A asma afeta cerca de 700 mil pessoas em Portugal, sendo que entre 5% a 10% desta população sofre de asma grave. Os dados foram avançados por Ana Gonçalves, presidente da Associação de Asma Grave, a propósito do Dia Mundial da Asma, que se assinala esta terça-feira, 5 de maio.
A responsável alerta para o elevado subdiagnóstico, especialmente na variante mais severa da doença, cujo diagnóstico definitivo é frequentemente tardio, ocorrendo apenas após a falha de diversos tratamentos convencionais. A dificuldade na deteção precoce é agravada pela disparidade de sintomas, que muitas vezes são confundidos com ansiedade ou cansaço.

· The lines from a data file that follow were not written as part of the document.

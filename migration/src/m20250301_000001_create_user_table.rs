use sea_orm_migration::prelude::*;

#[derive(DeriveMigrationName)]
pub struct Migration;

#[async_trait::async_trait]
impl MigrationTrait for Migration {
    async fn up(&self, manager: &SchemaManager) -> Result<(), DbErr> {
        manager
            .create_table(
                Table::create()
                    .table(User::Table)
                    .if_not_exists()
                    .col(
                        ColumnDef::new(User::Id)
                            .integer()
                            .not_null()
                            .auto_increment()
                            .primary_key()
                    )
                    .col(
                        ColumnDef::new(User::Username)
                            .string()
                            .not_null()
                            .unique_key()
                    )
                    .col(
                        ColumnDef::new(User::Email)
                            .string()
                            .not_null()
                    )
                    .col(
                        ColumnDef::new(User::PasswordHash)
                            .string()
                            .not_null()
                    )
                    .col(
                        ColumnDef::new(User::EmailConfirmed)
                            .boolean()
                            .not_null()
                            .default(false)
                    )
                    .col(
                        ColumnDef::new(User::AdminApproved)
                            .boolean()
                            .not_null()
                            .default(false)
                    )
                    .col(
                        ColumnDef::new(User::CreatedAt)
                            .timestamp_with_time_zone()
                            .not_null()
                    )
                    .col(
                        ColumnDef::new(User::UpdatedAt)
                            .timestamp_with_time_zone()
                            .not_null()
                    )
                    .to_owned()
            )
            .await?;
        Ok(())
    }

    async fn down(&self, manager: &SchemaManager) -> Result<(), DbErr> {
        manager
            .drop_table(
                Table::drop()
                    .table(User::Table)
                    .if_exists()
                    .to_owned(),
            )
            .await?;
        Ok(())
    }
}

#[derive(DeriveIden)]
enum User {
    Table,
    Id,
    Username,
    Email,
    PasswordHash,
    EmailConfirmed,
    AdminApproved,
    CreatedAt,
    UpdatedAt,
}
pub mod mail;
pub mod signer;
pub mod token;
pub mod webutils;
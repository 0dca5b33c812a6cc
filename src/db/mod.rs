pub mod database_service;
pub mod session;
pub mod user;
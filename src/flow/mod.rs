//! Account lifecycle: registration, the two gates, and session login.
//!
//! An account starts with both gates closed. `confirm_email` and
//! `approve_account` each open one gate, in either order, exactly once.
//! Login succeeds only when both are open; the email gate is checked first.

use std::sync::Arc;

use entity::user::Model as UserModel;
use thiserror::Error;

use crate::config::EnvConfig;
use crate::db::database_service::DatabaseService;
use crate::types::error::AppError;
use crate::utils::mail::Mailer;
use crate::utils::signer::TokenSigner;

mod gates;
mod login;
mod register;

#[derive(Debug, Error)]
pub enum FlowError {
    #[error("username must be set")]
    UsernameRequired,
    #[error("username already exists")]
    UsernameTaken,
    #[error("HOSTNAME environment variable not set")]
    MissingHostname,
    #[error("link is invalid or has expired")]
    InvalidToken,
    #[error("user not found")]
    UserNotFound,
    #[error("token email does not match the account")]
    EmailMismatch,
    #[error("invalid username or password")]
    InvalidCredentials,
    #[error("email address not confirmed")]
    EmailNotConfirmed,
    #[error("account pending admin approval")]
    PendingApproval,
    #[error(transparent)]
    App(#[from] AppError),
}

// Outcomes a route does not turn into a notice surface as server errors.
impl From<FlowError> for AppError {
    fn from(e: FlowError) -> Self {
        match e {
            FlowError::App(inner) => inner,
            other => AppError::Internal(other.to_string()),
        }
    }
}

#[derive(Debug, Clone, Copy, PartialEq, Eq)]
pub enum GateOutcome {
    Opened,
    AlreadyOpen,
}

#[derive(Debug, Clone)]
pub struct Registration {
    pub user_id: i32,
    pub confirm_url: String,
    pub approve_url: String,
}

#[derive(Debug, Clone)]
pub struct LoginSession {
    pub user: UserModel,
    /// Raw session token for the cookie.
    pub token: String,
}

#[derive(Debug, Clone)]
pub struct FlowSettings {
    pub public_hostname: Option<String>,
    pub admin_email: Option<String>,
    pub mail_from: String,
}

impl FlowSettings {
    pub fn from_config(config: &EnvConfig) -> Self {
        Self {
            public_hostname: config.public_hostname.clone(),
            admin_email: config.admin_email.clone(),
            mail_from: config.mail.from.clone(),
        }
    }
}

#[derive(Clone)]
pub struct AccountFlow {
    db: Arc<DatabaseService>,
    mailer: Arc<dyn Mailer>,
    signer: TokenSigner,
    settings: FlowSettings,
}

impl AccountFlow {
    pub fn new(
        db: Arc<DatabaseService>,
        mailer: Arc<dyn Mailer>,
        signer: TokenSigner,
        settings: FlowSettings,
    ) -> Self {
        Self { db, mailer, signer, settings }
    }

    pub fn from_config(db: Arc<DatabaseService>, mailer: Arc<dyn Mailer>, config: &EnvConfig) -> Self {
        Self::new(
            db,
            mailer,
            TokenSigner::confirmation(&config.secret_key),
            FlowSettings::from_config(config),
        )
    }

    pub fn signer(&self) -> &TokenSigner {
        &self.signer
    }
}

Ana Gonçalves destaca que, apesar de uma melhoria na literacia e da criação de unidades multidisciplinares, persiste um estigma social devido à invisibilidade dos sintomas. A associação apela a uma maior sensibilidade da população e das autoridades para facilitar o reconhecimento da patologia.
No plano político, a presidente da associação reivindica um maior apoio do Governo, nomeadamente no reconhecimento das incapacidades provocadas pela doença e na criação de condições mais favoráveis na comparticipação da medicação, defendendo um tratamento diferenciado para quem vive com esta condição crónica.